ABSTRACT

TrmB belongs to the class I S-adenosylmethionine (SAM)-dependent methyltransferases (MTases) and introduces a methyl group to guanine at position 7 (m⁷G) in tRNA. In tRNAs m⁷G is most frequently found at position 46 in the variable loop and forms a tertiary base pair with C13 and U22, introducing a positive charge at G46. The TrmB/Trm8 enzyme family is structurally diverse, as TrmB proteins exist in a monomeric, homodimeric, and heterodimeric form. So far, the exact enzymatic mechanism, as well as the tRNA-TrmB crystal structure is not known.
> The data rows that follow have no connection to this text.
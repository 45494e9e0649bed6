//! Implementation of the `mlrelease actions` command.

use super::CommandContext;
use super::version::resolve_labels;
use crate::actions::ExecutableActions;
use crate::ci_output::{StepOutputs, flag};
use crate::cli::LabelArgs;
use crate::config::ActionsSection;
use crate::error::Result;
use crate::labels::LabelSet;
use tracing::info;

/// Execute the `actions` command.
pub fn cmd_actions(ctx: &CommandContext, args: LabelArgs) -> Result<()> {
    let labels = resolve_labels(&args);
    let actions = record_actions(&labels, &ctx.config.actions, &ctx.outputs)?;
    for (key, value) in actions.outputs() {
        println!("{}={}", key, flag(value));
    }
    Ok(())
}

/// Plan the executable actions and append them to the step outputs.
pub fn record_actions(
    labels: &LabelSet,
    section: &ActionsSection,
    outputs: &StepOutputs,
) -> Result<ExecutableActions> {
    let actions = ExecutableActions::plan(labels, section);
    let pairs: Vec<(&str, &str)> = actions
        .outputs()
        .iter()
        .map(|(key, value)| (*key, flag(*value)))
        .collect();

    for (key, value) in &pairs {
        info!(key, value, "executable action");
    }
    outputs.append(&pairs)?;
    Ok(actions)
}

#[cfg(test)]
mod tests {
    use super::*;
    use std::fs;
    use tempfile::TempDir;

    #[test]
    fn test_record_actions_writes_all_flags() {
        let temp_dir = TempDir::new().unwrap();
        let output = temp_dir.path().join("github_output");
        let labels = LabelSet::from_names(["Prod", "train"]);

        let actions = record_actions(
            &labels,
            &ActionsSection::default(),
            &StepOutputs::new(Some(output.clone())),
        )
        .unwrap();

        assert!(actions.get_pr_version);
        assert!(actions.push_to_azure_shared_registry);
        assert_eq!(
            fs::read_to_string(&output).unwrap(),
            "exec_get_pr_version=true\n\
             exec_push_to_azure_dev=true\n\
             exec_push_to_azure_shared_registry=true\n\
             exec_tag_version=true\n"
        );
    }

    #[test]
    fn test_record_actions_without_scenario() {
        let temp_dir = TempDir::new().unwrap();
        let output = temp_dir.path().join("github_output");

        let actions = record_actions(
            &LabelSet::from_names(["dev"]),
            &ActionsSection::default(),
            &StepOutputs::new(Some(output.clone())),
        )
        .unwrap();

        assert_eq!(actions, ExecutableActions::default());
        assert!(fs::read_to_string(&output).unwrap().contains("exec_tag_version=false\n"));
    }

    #[test]
    fn test_record_actions_without_output_file() {
        let actions = record_actions(
            &LabelSet::from_names(["dev", "inference"]),
            &ActionsSection::default(),
            &StepOutputs::default(),
        )
        .unwrap();
        assert!(actions.push_to_azure_dev);
        assert!(!actions.push_to_azure_shared_registry);
    }
}
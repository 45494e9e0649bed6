//! Exit code constants for the mlrelease CLI.
//!
//! CI steps only distinguish "go" from "stop":
//! - 0: Success, including acceptable no-ops (nothing to bump, nothing to deploy)
//! - 1: Usage error or hard failure (failed gate, failed API call, failed deployment)

/// Successful execution or acceptable no-op.
pub const SUCCESS: i32 = 0;

/// Usage error or hard failure.
pub const FAILURE: i32 = 1;
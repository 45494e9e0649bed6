//! Recursive field rewriting in untyped YAML trees.
//!
//! Component definitions nest their `version` fields at arbitrary depths
//! (top-level asset version, environment references inside jobs, pipeline
//! steps in sequences). [`rewrite_field`] reaches every one of them.

mod driver;

pub use driver::{BatchReport, FileOutcome, RewriteBatch};

use serde_yaml::Value;

/// Set `field` to `new_value` in every mapping of `tree`, at any depth.
///
/// Returns true iff at least one value actually changed. Fields that already
/// hold `new_value` are left alone, so repeating a rewrite reports no change.
pub fn rewrite_field(tree: &mut Value, field: &str, new_value: &Value) -> bool {
    let mut changed = false;

    match tree {
        Value::Mapping(mapping) => {
            if let Some(current) = mapping.get_mut(field)
                && *current != *new_value
            {
                *current = new_value.clone();
                changed = true;
            }
            for (_, child) in mapping.iter_mut() {
                changed |= rewrite_field(child, field, new_value);
            }
        }
        Value::Sequence(items) => {
            for item in items.iter_mut() {
                changed |= rewrite_field(item, field, new_value);
            }
        }
        Value::Tagged(tagged) => {
            changed |= rewrite_field(&mut tagged.value, field, new_value);
        }
        Value::Null | Value::Bool(_) | Value::Number(_) | Value::String(_) => {}
    }

    changed
}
Here we present the first crystal structures of B. subtilis TrmB in complex with SAM and SAH. The crystal structures of TrmB apo and in complex with SAM and SAH have been determined by X-ray crystallography to 1.9 Å (apo), 2.5 Å (SAM), and 3.1 Å (SAH). The obtained crystal structures revealed Tyr193 to be important during SAM binding and MTase activity. Applying fluorescence polarization, the dissociation constant K_d of TrmB and tRNA^Phe was determined to be 0.12 µM ± 0.002 µM. Luminescence-based methyltransferase activity assays revealed cooperative effects during TrmB catalysis with half-of-the-site reactivity at physiological SAM concentrations. Structural data retrieved from small-angle x-ray scattering (SAXS), mass-spectrometry of cross-linked complexes, and molecular docking experiments led to the determination of the TrmB-tRNA^Phe complex structure.

摘要

TrmB 属于 I 类 S-腺苷甲硫氨酸 (SAM) 依赖性甲基转移酶 (MTase)，在 tRNA的第 7 位 (m ⁷ G)处将甲基引入鸟嘌呤。在 tRNA 中，m ⁷ G 最常见于可变环的第 46 位，并与 C13 和 U22 形成第三碱基对，在 G46 处引入正电荷。TrmB/Trm8 酶家族结构多样，因为 TrmB 蛋白以单体、同源二聚体和异源二聚体形式存在。到目前为止，确切的酶促机制以及 tRNA-TrmB 晶体结构尚不清楚。在这里，我们展示了枯草芽孢杆菌的第一个晶体结构TrmB 与 SAM 和 SAH 复合。TrmB apo 和与 SAM 和 SAH 复合的晶体结构已通过 X 射线晶体学确定为 1.9 Å (apo)、2.5 Å (SAM) 和 3.1 Å (SAH)。获得的晶体结构表明 Tyr193 在 SAM 结合和 MTase 活性期间很重要。应用荧光偏振，TrmB 和 tRNA ^{Phe的解离常数 K} _d被确定为 0.12 µM ± 0.002 µM。基于发光的甲基转移酶活性测定揭示了 TrmB 催化过程中的协同效应，在生理 SAM 浓度下具有一半的位点反应性。从小角 X 射线散射 (SAXS)、交联复合物的质谱和分子对接实验中检索到的结构数据导致了 TrmB-tRNA 的测定^复杂的结构。